Brain injury blog by survivor



Why is it so difficult to conquer motivation after brain injury?

One of the most commonly reported symptoms of brain injury is fatigue. And I don’t mean tiredness.  Fatigue is something much worse. For me I can be willing, but my brain has other ideas. Sometimes I think my conscious mind and subconscious don’t like each other and are always having an argument.  The result might make me appear lazy to the casual observer, but that isn’t the whole story. The ongoing battle is within me, as I try to conquer motivation.

When I tried to return to work (and failed) my bosses tried to tell me I needed to take some responsibility for my recovery. My left leg and arm were very weak, and they were surprised that I hadn’t joined a gym to rebuild my strength. At that stage I had never been a gym goer. But the idea of trying to do something like that without being ordered to was unfathomable.  When I was suffering with so much fatigue, how was I supposed to find the motivation?

Even things like tidying the house took so much building up to. But over time I have noticed something about myself. I knew it before, but I hadn’t appreciated it’s power over me previously.

How to muster the motivation when you have a brain injury, despite fatigue...

The impact on others gives me more motivation than the impact on me.

9 months after my accident I adopted my Dads cat Murphy, who he was struggling to care for. I knew Murphy was ill, and it turned out to be mouth cancer. I had known Murphy his whole life as I lived at my parents when Murphy first arrived. We were best mates, and so I moved him to the other side of the country with me so I could look after him.

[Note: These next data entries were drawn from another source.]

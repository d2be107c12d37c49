use crate::fetch::client::HttpClient;
use anyhow::Result;
use async_trait::async_trait;

/// An [`HttpClient`] wrapper that adds HTTP basic credentials.
///
/// Acuity's authenticated API uses the account's user id as the username and
/// its API key as the password.
pub struct BasicAuth<C> {
    inner: C,
    username: String,
    password: String,
    builder: reqwest::Client,
}

impl<C> BasicAuth<C> {
    /// `builder` only lends `RequestBuilder::basic_auth`; requests are still
    /// sent through `inner`.
    pub fn new(inner: C, username: String, password: String) -> Result<Self> {
        let builder = reqwest::Client::builder().build()?;
        Ok(Self {
            inner,
            username,
            password,
            builder,
        })
    }
}

#[async_trait]
impl<C: HttpClient> HttpClient for BasicAuth<C> {
    async fn execute(&self, req: reqwest::Request) -> reqwest::Result<reqwest::Response> {
        let req = reqwest::RequestBuilder::from_parts(self.builder.clone(), req)
            .basic_auth(&self.username, Some(&self.password))
            .build()?;
        self.inner.execute(req).await
    }
}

He was skinny and very underweight. As he had no appetite so I spent all day, everyday chasing him with food, trying to make him eat. Murphy became one of my priorities. I knew he didn’t have time on his side, but I needed to make him as comfortable as possible. And it worked, I soon got him back to a healthy weight. He found new energy and found the motivation to explore outside several times a day. That made me so happy. He was my reason to get out of bed in the mornings, because he needed me more now than he had ever in his life. Earlier this year he lost his battle, but he knew he was loved.

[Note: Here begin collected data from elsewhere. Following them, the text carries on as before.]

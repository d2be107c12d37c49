//! Credential-injecting [`HttpClient`](super::HttpClient) wrappers.

mod api_key;
mod basic_auth;
mod url_param;

pub use api_key::ApiKey;
pub use basic_auth::BasicAuth;
pub use url_param::UrlParam;
//! Upstream clients against a fake server.

use std::sync::Arc;

use chrono::NaiveDate;
use httpmock::prelude::*;
use serde_json::{Value, json};
use site_api::currents::{AggregateOptions, aggregate_currents};
use site_api::directory::Booking;
use site_api::fetch::BasicClient;
use site_api::fetch::auth::{ApiKey, UrlParam};
use site_api::infra::{
    acuity::AcuityClient, google_places::PlacesClient, noaa::NoaaClient, onebusaway::ObaClient,
};
use site_api::services::{PlacesApi, SchedulingApi, TideKind, TidesApi, TransitApi};
use site_api::stations::Station;

fn day() -> NaiveDate {
    NaiveDate::from_ymd_opt(2024, 6, 1).unwrap()
}

fn station(id: &str) -> Station {
    Station {
        id: id.to_string(),
        name: format!("Station {id}"),
        lat: 47.5,
        lng: -122.5,
    }
}

fn currents_body(hours: usize) -> Value {
    let cp: Vec<Value> = (0..hours)
        .map(|h| {
            json!({
                "Time": format!("2024-06-01 {h:02}:00"),
                "Velocity_Major": 0.1 * h as f64,
                "meanFloodDir": 190,
                "meanEbbDir": 10,
                "Bin": "1",
                "Depth": "14"
            })
        })
        .collect();
    json!({"current_predictions": {"units": "knots", "cp": cp}})
}

#[tokio::test]
async fn test_currents_aggregation_end_to_end() {
    let server = MockServer::start_async().await;

    let good_a = server
        .mock_async(|when, then| {
            when.method(GET)
                .path("/api/prod/datagetter")
                .query_param("product", "currents_predictions")
                .query_param("station", "PUG1")
                .query_param("begin_date", "20240601")
                .query_param("application", "site-test");
            then.status(200).json_body(currents_body(24));
        })
        .await;
    let server_error = server
        .mock_async(|when, then| {
            when.method(GET).query_param("station", "PUG2");
            then.status(500).body("internal error");
        })
        .await;
    server
        .mock_async(|when, then| {
            when.method(GET).query_param("station", "PUG3");
            then.status(200)
                .json_body(json!({"error": {"message": "No Predictions data was found."}}));
        })
        .await;
    server
        .mock_async(|when, then| {
            when.method(GET).query_param("station", "PUG4");
            then.status(200).json_body(currents_body(12));
        })
        .await;
    server
        .mock_async(|when, then| {
            when.method(GET).query_param("station", "PUG5");
            then.status(200).body("<html>maintenance</html>");
        })
        .await;
    server
        .mock_async(|when, then| {
            when.method(GET).query_param("station", "PUG6");
            then.status(200).json_body(currents_body(24));
        })
        .await;

    let api: Arc<dyn TidesApi> = Arc::new(NoaaClient::new(
        BasicClient::new().unwrap(),
        server.base_url(),
        "site-test",
    ));
    let stations: Vec<_> = (1..=6).map(|i| station(&format!("PUG{i}"))).collect();
    let options = AggregateOptions {
        date: day(),
        interval_minutes: 60,
        concurrency: 3,
    };

    let merged = aggregate_currents(api, &stations, &options).await;

    let ids: Vec<_> = merged.iter().map(|s| s.station.id.as_str()).collect();
    assert_eq!(ids, ["PUG1", "PUG6"]);
    assert_eq!(merged[0].predictions.len(), 24);
    assert_eq!(merged[0].predictions[13].time, "2024-06-01T13:00:00");
    assert_eq!(merged[1].station.name, "Station PUG6");

    good_a.assert_async().await;
    server_error.assert_async().await;
}

#[tokio::test]
async fn test_noaa_tide_predictions() {
    let server = MockServer::start_async().await;
    let mock = server
        .mock_async(|when, then| {
            when.method(GET)
                .path("/api/prod/datagetter")
                .query_param("product", "predictions")
                .query_param("interval", "hilo")
                .query_param("range", "24")
                .query_param("station", "9447130");
            then.status(200).json_body(json!({
                "predictions": [
                    {"t": "2024-06-01 03:10", "v": "-1.502", "type": "L"},
                    {"t": "2024-06-01 10:02", "v": "11.370", "type": "H"}
                ]
            }));
        })
        .await;

    let client = NoaaClient::new(BasicClient::new().unwrap(), server.base_url(), "site-test");
    let events = client.tide_predictions("9447130", day(), 24).await.unwrap();

    mock.assert_async().await;
    assert_eq!(events.len(), 2);
    assert_eq!(events[0].kind, TideKind::Low);
    assert_eq!(events[1].time, "2024-06-01T10:02:00");
    assert!((events[1].height_ft - 11.37).abs() < 1e-9);
}

#[tokio::test]
async fn test_noaa_tide_error_body_is_an_error() {
    let server = MockServer::start_async().await;
    server
        .mock_async(|when, then| {
            when.method(GET).path("/api/prod/datagetter");
            then.status(200)
                .json_body(json!({"error": {"message": "Wrong Station ID"}}));
        })
        .await;

    let client = NoaaClient::new(BasicClient::new().unwrap(), server.base_url(), "site-test");
    let err = client.tide_predictions("0000000", day(), 48).await.unwrap_err();
    assert!(err.to_string().contains("Wrong Station ID"));
}

#[tokio::test]
async fn test_onebusaway_arrivals_with_key() {
    let server = MockServer::start_async().await;
    let now = 1_717_250_000_000_i64;
    let mock = server
        .mock_async(|when, then| {
            when.method(GET)
                .path("/api/where/arrivals-and-departures-for-stop/1_75403.json")
                .query_param("key", "test-key")
                .query_param("minutesAfter", "30");
            then.status(200).json_body(json!({
                "code": 200,
                "currentTime": now,
                "text": "OK",
                "version": 2,
                "data": {
                    "entry": {
                        "stopId": "1_75403",
                        "arrivalsAndDepartures": [
                            {
                                "routeShortName": "49",
                                "tripHeadsign": "University District",
                                "scheduledArrivalTime": now + 12 * 60_000,
                                "predictedArrivalTime": 0
                            },
                            {
                                "routeShortName": "8",
                                "tripHeadsign": "Seattle Center",
                                "scheduledArrivalTime": now + 2 * 60_000,
                                "predictedArrivalTime": now + 4 * 60_000
                            }
                        ]
                    },
                    "references": {}
                }
            }));
        })
        .await;

    let authed = UrlParam {
        inner: BasicClient::new().unwrap(),
        param_name: "key".to_string(),
        key: "test-key".to_string(),
    };
    let client = ObaClient::new(authed, server.base_url());
    let arrivals = client.arrivals("1_75403", 30).await.unwrap();

    mock.assert_async().await;
    assert_eq!(arrivals.len(), 2);
    assert_eq!(arrivals[0].route, "8");
    assert!(arrivals[0].realtime);
    assert_eq!(arrivals[0].minutes_away, 4);
    assert_eq!(arrivals[1].route, "49");
    assert!(!arrivals[1].realtime);
    assert_eq!(arrivals[1].minutes_away, 12);
}

#[tokio::test]
async fn test_onebusaway_error_code() {
    let server = MockServer::start_async().await;
    server
        .mock_async(|when, then| {
            when.method(GET);
            then.status(200).json_body(json!({
                "code": 401,
                "currentTime": 0,
                "text": "permission denied"
            }));
        })
        .await;

    let client = ObaClient::new(BasicClient::new().unwrap(), server.base_url());
    let err = client.arrivals("1_1", 60).await.unwrap_err();
    assert!(err.to_string().contains("permission denied"));
}

#[tokio::test]
async fn test_places_search_sends_key_and_field_mask() {
    let server = MockServer::start_async().await;
    let mock = server
        .mock_async(|when, then| {
            when.method(POST)
                .path("/v1/places:searchText")
                .header("x-goog-api-key", "places-key")
                .header_exists("x-goog-fieldmask")
                .json_body_partial(r#"{"textQuery": "sauna seattle"}"#);
            then.status(200).json_body(json!({
                "places": [{
                    "id": "ChIJ1",
                    "displayName": {"text": "Float Sauna", "languageCode": "en"},
                    "formattedAddress": "1 Alki Ave SW, Seattle",
                    "location": {"latitude": 47.58, "longitude": -122.41},
                    "rating": 4.9
                }]
            }));
        })
        .await;

    let authed = ApiKey::new(BasicClient::new().unwrap(), "X-Goog-Api-Key", "places-key").unwrap();
    let client = PlacesClient::new(authed, server.base_url());
    let places = client.search("sauna seattle").await.unwrap();

    mock.assert_async().await;
    assert_eq!(places.len(), 1);
    assert_eq!(places[0].name, "Float Sauna");
    assert_eq!(places[0].lat, Some(47.58));
}

#[tokio::test]
async fn test_places_empty_response() {
    let server = MockServer::start_async().await;
    server
        .mock_async(|when, then| {
            when.method(POST).path("/v1/places:searchText");
            then.status(200).json_body(json!({}));
        })
        .await;

    let client = PlacesClient::new(BasicClient::new().unwrap(), server.base_url());
    assert!(client.search("nothing here").await.unwrap().is_empty());
}

#[tokio::test]
async fn test_acuity_availability_keyed_by_date() {
    let server = MockServer::start_async().await;
    let mock = server
        .mock_async(|when, then| {
            when.method(GET)
                .path("/api/scheduling/v1/availability/times")
                .query_param("owner", "123")
                .query_param("appointmentTypeId", "456")
                .query_param("calendarId", "789")
                .query_param("startDate", "2024-06-01");
            then.status(200).json_body(json!({
                "2024-06-01": [
                    {"time": "2024-06-01T09:00:00-0700", "slotsAvailable": 5},
                    {"time": "2024-06-01T11:00:00-0700", "slotsAvailable": 0}
                ]
            }));
        })
        .await;

    let booking = Booking {
        owner: "123".to_string(),
        appointment_type_id: "456".to_string(),
        calendar_id: Some("789".to_string()),
        timezone: "America/Los_Angeles".to_string(),
    };
    let client = AcuityClient::new(BasicClient::new().unwrap(), server.base_url());
    let slots = client.availability(&booking, day()).await.unwrap();

    mock.assert_async().await;
    assert_eq!(slots.len(), 2);
    assert_eq!(slots[0].slots_available, 5);
    assert_eq!(slots[1].time, "2024-06-01T11:00:00-0700");
}

#[tokio::test]
async fn test_acuity_upstream_failure() {
    let server = MockServer::start_async().await;
    server
        .mock_async(|when, then| {
            when.method(GET);
            then.status(503);
        })
        .await;

    let booking = Booking {
        owner: "1".to_string(),
        appointment_type_id: "2".to_string(),
        calendar_id: None,
        timezone: "UTC".to_string(),
    };
    let client = AcuityClient::new(BasicClient::new().unwrap(), server.base_url());
    let err = client.availability(&booking, day()).await.unwrap_err();
    assert!(err.to_string().contains("503"));
}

How I motivate myself now.

So if I need to tidy the house, I tell myself how it’s not fair on my partner James if I don’t. He works long hard days, so I can’t expect him to do it after work. Nor should I expect him to have to live in a pigsty. So I tell myself off and get on with it. (Followed by an impromptu nap.)

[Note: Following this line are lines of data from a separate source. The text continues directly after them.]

//! Query-parameter validation shared by the handlers.
//!
//! Handlers take every parameter as `Option<String>` and run it through
//! these so that a bad value produces a 400 with a readable message.

use std::ops::RangeInclusive;

use chrono::NaiveDate;

use super::ApiError;

/// Returns the trimmed value, rejecting absent or blank parameters.
pub fn required<'a>(name: &str, value: Option<&'a str>) -> Result<&'a str, ApiError> {
    match value.map(str::trim) {
        Some(v) if !v.is_empty() => Ok(v),
        _ => Err(ApiError::bad_request(format!("missing required parameter '{name}'"))),
    }
}

/// Parses a NOAA-style `YYYYMMDD` date.
pub fn compact_date(name: &str, value: &str) -> Result<NaiveDate, ApiError> {
    NaiveDate::parse_from_str(value, "%Y%m%d")
        .map_err(|_| ApiError::bad_request(format!("'{name}' must be a date in YYYYMMDD form")))
}

/// Parses an ISO `YYYY-MM-DD` date.
pub fn iso_date(name: &str, value: &str) -> Result<NaiveDate, ApiError> {
    NaiveDate::parse_from_str(value, "%Y-%m-%d")
        .map_err(|_| ApiError::bad_request(format!("'{name}' must be a date in YYYY-MM-DD form")))
}

pub fn bounded_u32(
    name: &str,
    value: Option<&str>,
    default: u32,
    range: RangeInclusive<u32>,
) -> Result<u32, ApiError> {
    let Some(raw) = value else {
        return Ok(default);
    };
    raw.trim()
        .parse::<u32>()
        .ok()
        .filter(|n| range.contains(n))
        .ok_or_else(|| {
            ApiError::bad_request(format!(
                "'{name}' must be a whole number between {} and {}",
                range.start(),
                range.end()
            ))
        })
}

/// Parses a dollar amount, tolerating `$` and thousands separators.
pub fn amount(name: &str, value: &str) -> Result<f64, ApiError> {
    let cleaned: String = value
        .chars()
        .filter(|c| !matches!(c, '$' | ',' | ' '))
        .collect();
    cleaned
        .parse::<f64>()
        .ok()
        .filter(|v| v.is_finite() && *v >= 0.0)
        .ok_or_else(|| ApiError::bad_request(format!("'{name}' must be a non-negative amount")))
}

/// NOAA station ids: short and alphanumeric (`9447130`, `PUG1515`, `PUG1515_1`).
pub fn station_id(value: &str) -> Result<&str, ApiError> {
    let ok = (1..=16).contains(&value.len())
        && value.chars().all(|c| c.is_ascii_alphanumeric() || c == '_');
    if ok {
        Ok(value)
    } else {
        Err(ApiError::bad_request(format!("'{value}' is not a valid station id")))
    }
}

/// OneBusAway stop ids are `<agency>_<stop>`, e.g. `1_75403`.
pub fn stop_id(value: &str) -> Result<&str, ApiError> {
    let well_formed = value.len() <= 64
        && value
            .chars()
            .all(|c| c.is_ascii_alphanumeric() || c == '_' || c == '-')
        && value
            .split_once('_')
            .is_some_and(|(agency, stop)| !agency.is_empty() && !stop.is_empty());
    if well_formed {
        Ok(value)
    } else {
        Err(ApiError::bad_request(format!(
            "'{value}' is not a valid stop id (expected AGENCY_STOP)"
        )))
    }
}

I did eventually join a gym and was doing really well. But that has fallen by the wayside, as it only helps  me. I don’t think this is about confidence or self esteem, just having a purpose. I was always a dedicated worker, but now I don’t work I’ve had to explore other ways  to motivate myself.

When I started this blog, it wasn’t as therapy for myself, it was to raise awareness. I felt people needed to better understand brain injury. Now I know there are other survivors who read this and in some small way find it helpful. So my responsibility is to you, and therefore you are my motivation to continue my ramblings. So my advice is if you struggling to get going think who really needs you to complete that task. It could be as simple as the birds in your garden need you to put some food out for them to ensure their survival. We make a difference to somebody’s life every day, that is a most profound motivation for me.

If you need more ideas on motivation I found this article which is suitable for most people.

What tips do you have about finding the motivation when you're struggling with fatigue?


13 replies on “Conquer motivation after brain injury”

I thought this was a marvelous description! I read parts of it aloud to my husband (who is also a ‘James”, to help him understand me 🙂 I feel this lack of motivation every day of my life and I fight it as best as I can — I am 20 years out this year. Thank you for the article, it was very helpful <3

You’re welcome, I’m glad it was helpful. As I said you guys are my motivation for continuing with my blog, so each time someone tells me how it helped them it eggs me on ? ?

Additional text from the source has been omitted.